(Data listing Opens)

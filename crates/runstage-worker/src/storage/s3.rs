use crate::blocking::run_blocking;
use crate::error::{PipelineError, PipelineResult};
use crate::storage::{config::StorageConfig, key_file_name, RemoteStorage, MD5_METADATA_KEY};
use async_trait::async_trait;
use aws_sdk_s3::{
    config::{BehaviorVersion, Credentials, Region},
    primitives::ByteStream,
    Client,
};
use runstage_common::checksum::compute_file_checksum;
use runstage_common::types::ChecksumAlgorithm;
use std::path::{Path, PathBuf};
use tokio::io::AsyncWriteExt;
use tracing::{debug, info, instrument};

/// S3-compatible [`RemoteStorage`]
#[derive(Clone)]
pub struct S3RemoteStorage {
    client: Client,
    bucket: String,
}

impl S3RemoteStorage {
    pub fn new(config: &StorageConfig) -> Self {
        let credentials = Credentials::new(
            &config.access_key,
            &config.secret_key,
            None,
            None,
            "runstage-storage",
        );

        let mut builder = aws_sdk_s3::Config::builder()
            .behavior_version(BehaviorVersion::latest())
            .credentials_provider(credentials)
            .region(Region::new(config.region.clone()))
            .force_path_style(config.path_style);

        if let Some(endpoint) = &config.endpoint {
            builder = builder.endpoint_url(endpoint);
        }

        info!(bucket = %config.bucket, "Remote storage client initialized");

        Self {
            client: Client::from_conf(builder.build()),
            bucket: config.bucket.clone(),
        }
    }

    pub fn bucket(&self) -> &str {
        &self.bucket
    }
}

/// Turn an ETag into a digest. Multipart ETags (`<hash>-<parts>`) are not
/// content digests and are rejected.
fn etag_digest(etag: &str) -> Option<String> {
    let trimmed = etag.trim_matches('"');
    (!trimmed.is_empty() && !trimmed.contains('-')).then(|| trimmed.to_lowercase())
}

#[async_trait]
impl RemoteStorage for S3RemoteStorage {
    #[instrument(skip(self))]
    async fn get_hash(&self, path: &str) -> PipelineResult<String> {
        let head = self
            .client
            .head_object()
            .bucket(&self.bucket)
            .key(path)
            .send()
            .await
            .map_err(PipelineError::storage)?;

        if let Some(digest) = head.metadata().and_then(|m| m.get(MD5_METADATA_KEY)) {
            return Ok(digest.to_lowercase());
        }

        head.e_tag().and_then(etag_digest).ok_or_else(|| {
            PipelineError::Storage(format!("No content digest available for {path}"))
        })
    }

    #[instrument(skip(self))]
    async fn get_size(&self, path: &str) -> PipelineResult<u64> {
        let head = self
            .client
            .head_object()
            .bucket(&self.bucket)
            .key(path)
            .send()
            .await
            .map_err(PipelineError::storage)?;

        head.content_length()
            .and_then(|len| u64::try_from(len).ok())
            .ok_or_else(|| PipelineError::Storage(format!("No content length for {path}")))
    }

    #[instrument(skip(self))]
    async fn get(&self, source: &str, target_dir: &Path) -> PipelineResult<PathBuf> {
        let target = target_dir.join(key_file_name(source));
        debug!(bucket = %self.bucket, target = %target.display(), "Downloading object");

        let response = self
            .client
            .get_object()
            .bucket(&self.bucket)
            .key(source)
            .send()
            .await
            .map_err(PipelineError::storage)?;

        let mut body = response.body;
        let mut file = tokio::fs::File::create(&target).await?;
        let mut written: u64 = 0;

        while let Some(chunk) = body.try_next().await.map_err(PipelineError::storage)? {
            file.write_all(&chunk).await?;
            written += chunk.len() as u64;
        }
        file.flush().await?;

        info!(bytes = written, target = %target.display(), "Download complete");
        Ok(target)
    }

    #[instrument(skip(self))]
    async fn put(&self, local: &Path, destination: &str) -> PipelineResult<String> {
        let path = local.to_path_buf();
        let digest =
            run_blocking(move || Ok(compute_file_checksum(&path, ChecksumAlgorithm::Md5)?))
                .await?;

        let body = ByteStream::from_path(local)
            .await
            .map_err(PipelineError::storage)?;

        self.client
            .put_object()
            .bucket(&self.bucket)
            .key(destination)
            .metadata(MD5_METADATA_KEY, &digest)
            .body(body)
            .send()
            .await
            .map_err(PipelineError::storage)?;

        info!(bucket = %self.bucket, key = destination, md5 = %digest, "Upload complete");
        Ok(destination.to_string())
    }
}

(Data listing Closes)

Using the entries above, state how many lines contain the string "format"; the number is all that is needed.

2